Welcome to my letter R post in the #AtoZChallenge. There are a lot of R topics related to self-care. I want to write about recovering after you’ve been in a mentally hard space or crisis.
First, let me tell you that recovery time is important in preventing a crisis too. You just can’t go, go, go all the time. No-one can, whether you struggle with mental health issues or not. So take your down time. Whether that be a nap, a nice bath or shower, or listening to your favorite music, is up to you. Or something else entirely, of course. I often need to take a little time to unwind in the afternoon. I do this by lying on my bed with nature sounds or relaxing music playing on Spotify. When we still went to the day center, I’d go to the sensory room for about half an hour to an hour.

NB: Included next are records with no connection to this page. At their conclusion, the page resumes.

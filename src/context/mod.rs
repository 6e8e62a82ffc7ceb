//! Shared context a registry hands to each of its variables.

use std::path::{Path, PathBuf};
use std::sync::Arc;

use crate::store::EnvStore;

/// The parts of a registry every variable needs: where the dotenv file
/// lives, the namespace prefix, and the environment store.
///
/// A context is fixed when the registry is built and shared by `Arc`, so a
/// variable's view of it never changes after declaration. Computed defaults
/// receive it as their argument.
///
/// ## Example
///
/// ```
/// use std::sync::Arc;
/// use dotvars::context::Context;
/// use dotvars::store::MemoryEnv;
///
/// let ctx = Context::new(".env", "APP", Arc::new(MemoryEnv::new()));
/// assert_eq!(ctx.env_name("foo_bar"), "APP_FOO_BAR");
/// ```
#[derive(Debug, Clone)]
pub struct Context {
    path: PathBuf,
    prefix: String,
    store: Arc<dyn EnvStore>,
}

impl Context {
    pub fn new(
        path: impl AsRef<Path>,
        prefix: impl Into<String>,
        store: Arc<dyn EnvStore>,
    ) -> Self {
        Self {
            path: path.as_ref().to_path_buf(),
            prefix: prefix.into(),
            store,
        }
    }

    /// Location of the dotenv file used by `load` and `save`.
    pub fn path(&self) -> &Path {
        &self.path
    }

    pub fn prefix(&self) -> &str {
        &self.prefix
    }

    pub fn store(&self) -> &Arc<dyn EnvStore> {
        &self.store
    }

    /// Derives the environment key for a variable name: the upper-cased
    /// name, joined to the prefix with `_` when the prefix is non-empty.
    pub fn env_name(&self, name: &str) -> String {
        let upper = name.to_uppercase();
        if self.prefix.is_empty() {
            upper
        } else {
            format!("{}_{}", self.prefix, upper)
        }
    }

    /// Reads the raw, non-empty store value for the variable called `name`.
    pub fn lookup(&self, name: &str) -> Option<String> {
        self.store
            .get(&self.env_name(name))
            .filter(|v| !v.is_empty())
    }
}

#[cfg(test)]
mod tests {
    use super::*;
    use crate::store::MemoryEnv;
    use proptest::prelude::*;

    fn context(prefix: &str) -> Context {
        Context::new(".env", prefix, Arc::new(MemoryEnv::new()))
    }

    #[test]
    fn test_env_name_with_prefix() {
        assert_eq!(context("APP").env_name("foo_bar"), "APP_FOO_BAR");
    }

    #[test]
    fn test_env_name_without_prefix() {
        assert_eq!(context("").env_name("foo_bar"), "FOO_BAR");
    }

    #[test]
    fn test_lookup_ignores_empty_values() {
        let store = Arc::new(MemoryEnv::with_vars([("APP_A", "1"), ("APP_B", "")]));
        let ctx = Context::new(".env", "APP", store);
        assert_eq!(ctx.lookup("a").as_deref(), Some("1"));
        assert_eq!(ctx.lookup("b"), None);
        assert_eq!(ctx.lookup("c"), None);
    }

    proptest! {
        #[test]
        fn prop_env_name_is_prefixed_upper_name(
            prefix in "[A-Z]{1,8}",
            name in "[a-z][a-z0-9_]{0,16}",
        ) {
            let env_name = context(&prefix).env_name(&name);
            prop_assert_eq!(env_name, format!("{}_{}", prefix, name.to_uppercase()));
        }
    }
}
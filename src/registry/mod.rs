//! The variable registry and its dotenv load/save protocol.

mod builder;
mod declarations;
mod dotenv;
mod readers;

use std::collections::BTreeMap;
use std::fs::File;
use std::io::{self, BufWriter, Write};
use std::path::Path;
use std::sync::Arc;

use serde::Serialize;

pub use builder::{RegistryBuilder, DEFAULT_PATH};
pub use dotenv::{parse as parse_dotenv, quote_value, Entries};
pub use readers::Readers;

use crate::context::Context;
use crate::prompt::Prompt;
use crate::var::{DecodeError, DefaultValue, Provenance, Value, Var, VarExplain, VarType};
use crate::Error;

/// Owns a set of declared variables and reconciles them with a dotenv file.
///
/// Variables are kept in declaration order, which is also the order used
/// for iteration and serialization.
#[derive(Debug)]
pub struct Registry {
    context: Arc<Context>,
    vars: Vec<Var>,
    loaded: Option<Entries>,
}

/// Aggregate diagnostic snapshot of a registry.
#[derive(Debug, Clone, PartialEq, Serialize)]
pub struct RegistryExplain {
    pub path: String,
    pub prefix: String,
    pub loaded: Option<Entries>,
    pub vars: Vec<(String, VarExplain)>,
}

impl RegistryExplain {
    pub fn to_json(&self) -> serde_json::Result<String> {
        serde_json::to_string_pretty(self)
    }
}

impl Default for Registry {
    fn default() -> Self {
        Self::new()
    }
}

impl Registry {
    /// A registry on `.env` with no prefix, backed by the process environment.
    pub fn new() -> Self {
        let context = Context::new(DEFAULT_PATH, "", Arc::new(crate::store::ProcessEnv));
        Self::with_context(Arc::new(context))
    }

    pub fn builder() -> RegistryBuilder {
        RegistryBuilder::default()
    }

    pub(crate) fn with_context(context: Arc<Context>) -> Self {
        Self {
            context,
            vars: Vec::new(),
            loaded: None,
        }
    }

    pub fn context(&self) -> &Arc<Context> {
        &self.context
    }

    pub fn path(&self) -> &Path {
        self.context.path()
    }

    pub fn prefix(&self) -> &str {
        self.context.prefix()
    }

    /// Declares a variable, replacing any earlier one with the same name.
    ///
    /// A replaced variable keeps its position but loses its provenance
    /// record.
    pub fn declare(
        &mut self,
        name: impl Into<String>,
        var_type: impl VarType + 'static,
        default: impl Into<DefaultValue>,
    ) -> &mut Var {
        self.declare_boxed(name.into(), Box::new(var_type), default.into())
    }

    pub(crate) fn declare_boxed(
        &mut self,
        name: String,
        var_type: Box<dyn VarType>,
        default: DefaultValue,
    ) -> &mut Var {
        let var = Var::new(name, var_type, default, self.context.clone());
        let idx = match self.position(var.name()) {
            Some(idx) => {
                self.vars[idx] = var;
                idx
            }
            None => {
                self.vars.push(var);
                self.vars.len() - 1
            }
        };
        &mut self.vars[idx]
    }

    fn position(&self, name: &str) -> Option<usize> {
        self.vars.iter().position(|v| v.name() == name)
    }

    pub fn var(&self, name: &str) -> Result<&Var, Error> {
        self.vars
            .iter()
            .find(|v| v.name() == name)
            .ok_or_else(|| Error::UnknownVariable(name.to_string()))
    }

    pub fn var_mut(&mut self, name: &str) -> Result<&mut Var, Error> {
        self.vars
            .iter_mut()
            .find(|v| v.name() == name)
            .ok_or_else(|| Error::UnknownVariable(name.to_string()))
    }

    pub fn vars(&self) -> impl Iterator<Item = &Var> {
        self.vars.iter()
    }

    pub fn names(&self) -> impl Iterator<Item = &str> {
        self.vars.iter().map(Var::name)
    }

    pub fn len(&self) -> usize {
        self.vars.len()
    }

    pub fn is_empty(&self) -> bool {
        self.vars.is_empty()
    }

    /// True if `path` exists and is a regular file. Anything else at the
    /// path is logged and treated as absent.
    pub fn path_is_regular_file(&self) -> bool {
        let path = self.path();
        match std::fs::metadata(path) {
            Ok(meta) if meta.is_file() => true,
            Ok(_) => {
                tracing::warn!(path = %path.display(), "dotenv path is not a regular file");
                false
            }
            Err(_) => false,
        }
    }

    /// Merges the dotenv file into the environment store.
    ///
    /// A file value is applied only to a declared variable that is not
    /// already set, so live environment values always win. Every key claimed
    /// by a declared variable is consumed, applied or not; the keys left
    /// over are logged as unknown. A missing file is not an error.
    pub fn load(&mut self) -> Result<(), Error> {
        let path = self.context.path().to_path_buf();
        if !self.path_is_regular_file() {
            tracing::info!(path = %path.display(), "no dotenv file to load");
            return Ok(());
        }

        let file = File::open(&path).map_err(|source| Error::Read {
            path: path.clone(),
            source,
        })?;
        let entries = dotenv::parse(file).map_err(|source| Error::Parse {
            path: path.clone(),
            source,
        })?;

        let mut remaining = entries.clone();
        for var in &mut self.vars {
            let Some(value) = remaining.take(var.env_name()) else {
                continue;
            };
            if var.is_set() {
                tracing::debug!(env_name = %var.env_name(), "keeping live environment value");
                continue;
            }
            var.set(value, Provenance::File(path.clone()));
        }

        if !remaining.is_empty() {
            let keys: Vec<&str> = remaining.keys().collect();
            tracing::warn!(
                path = %path.display(),
                keys = ?keys,
                "dotenv file contains unknown keys"
            );
        }

        self.loaded = Some(entries);
        Ok(())
    }

    pub fn is_loaded(&self) -> bool {
        self.loaded.is_some()
    }

    /// Entries parsed by the last successful `load`, before merging.
    pub fn loaded(&self) -> Option<&Entries> {
        self.loaded.as_ref()
    }

    /// Keys of the last loaded file that no declared variable claims.
    pub fn unknown_keys(&self) -> Vec<String> {
        let Some(loaded) = &self.loaded else {
            return Vec::new();
        };
        loaded
            .keys()
            .filter(|key| !self.vars.iter().any(|v| v.env_name() == *key))
            .map(str::to_string)
            .collect()
    }

    /// Writes one dotenv line per variable, in declaration order.
    pub fn write<W: Write + ?Sized>(&self, sink: &mut W) -> io::Result<()> {
        for var in &self.vars {
            var.serialize(sink)?;
        }
        Ok(())
    }

    /// Renders `write` output in memory.
    pub fn dump(&self) -> io::Result<String> {
        let mut buf = Vec::new();
        self.write(&mut buf)?;
        String::from_utf8(buf).map_err(|e| io::Error::new(io::ErrorKind::InvalidData, e))
    }

    /// Overwrites the dotenv file with the current state.
    pub fn save(&self) -> Result<(), Error> {
        let path = self.path();
        let write_err = |source| Error::Write {
            path: path.to_path_buf(),
            source,
        };
        let mut file = BufWriter::new(File::create(path).map_err(write_err)?);
        self.write(&mut file).map_err(write_err)?;
        file.flush().map_err(write_err)?;
        tracing::info!(path = %path.display(), vars = self.vars.len(), "saved dotenv file");
        Ok(())
    }

    pub fn get(&self, name: &str) -> Result<Option<Value>, Error> {
        Ok(self.var(name)?.get()?)
    }

    pub fn set(&mut self, name: &str, value: impl Into<Value>) -> Result<(), Error> {
        self.var_mut(name)?.set(value, Provenance::RuntimeSet);
        Ok(())
    }

    pub fn unset(&mut self, name: &str) -> Result<(), Error> {
        self.var_mut(name)?.unset(Provenance::RuntimeSet);
        Ok(())
    }

    /// Lazily yields `(name, value)` in declaration order, reading live
    /// values as it goes.
    pub fn iter(&self) -> impl Iterator<Item = (&str, Result<Option<Value>, DecodeError>)> {
        self.vars.iter().map(|var| (var.name(), var.get()))
    }

    /// Materializes `iter` into a map. The map is sorted by name; use `iter`
    /// for declaration order.
    pub fn to_map(&self) -> Result<BTreeMap<String, Option<Value>>, Error> {
        let map = self
            .iter()
            .map(|(name, value)| value.map(|v| (name.to_string(), v)))
            .collect::<Result<_, DecodeError>>()?;
        Ok(map)
    }

    pub fn explain(&self) -> Result<RegistryExplain, Error> {
        let vars = self
            .vars
            .iter()
            .map(|var| var.explain().map(|e| (var.name().to_string(), e)))
            .collect::<Result<Vec<_>, DecodeError>>()?;
        Ok(RegistryExplain {
            path: self.path().display().to_string(),
            prefix: self.prefix().to_string(),
            loaded: self.loaded.clone(),
            vars,
        })
    }

    /// One accessor per variable, named by its reader name.
    pub fn readers(&self) -> Readers<'_> {
        Readers::new(&self.vars)
    }

    /// Asks for a new value of `name`. Returns true if a value was set.
    pub fn prompt(&mut self, name: &str, prompt: &mut dyn Prompt) -> Result<bool, Error> {
        let var = self.var_mut(name)?;
        let current = var.display_value();
        let answer = prompt
            .ask(var.env_name(), current.as_deref())
            .map_err(Error::Prompt)?;
        match answer {
            Some(value) => {
                var.set(value, Provenance::Prompted);
                Ok(true)
            }
            None => Ok(false),
        }
    }

    /// Prompts for every variable that is not set. Returns how many were set.
    pub fn prompt_unset(&mut self, prompt: &mut dyn Prompt) -> Result<usize, Error> {
        let pending: Vec<String> = self
            .vars
            .iter()
            .filter(|v| !v.is_set())
            .map(|v| v.name().to_string())
            .collect();

        let mut count = 0;
        for name in pending {
            if self.prompt(&name, prompt)? {
                count += 1;
            }
        }
        Ok(count)
    }
}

When you have just come out of a mental health crisis, it’s especially important to take your time to recover. Your recovery time, according to my DBT handout, may help you come to an insight as to how to prevent this crisis from happpening again. It often does for me. It may not, but then at least you’ll need time to come back to your usual self.
I have a crisis signaling plan here at the care facility. Its different phases normally range from -2 (asleep when you shouldn’t be) to +3 (emotional outburst or loss of control, ie. crisis). My staff put in another phase for me, which they call “recovery”. This is what happens after I calm down from a meltdown. I usually feel sadness and shame then. Staff are in this phase advised to stay near and help me process my thoughts and feelings. This is, for me, often the time when I can be most honest about my needs.
What do you do to recover when you’re climbing out of a mental pit?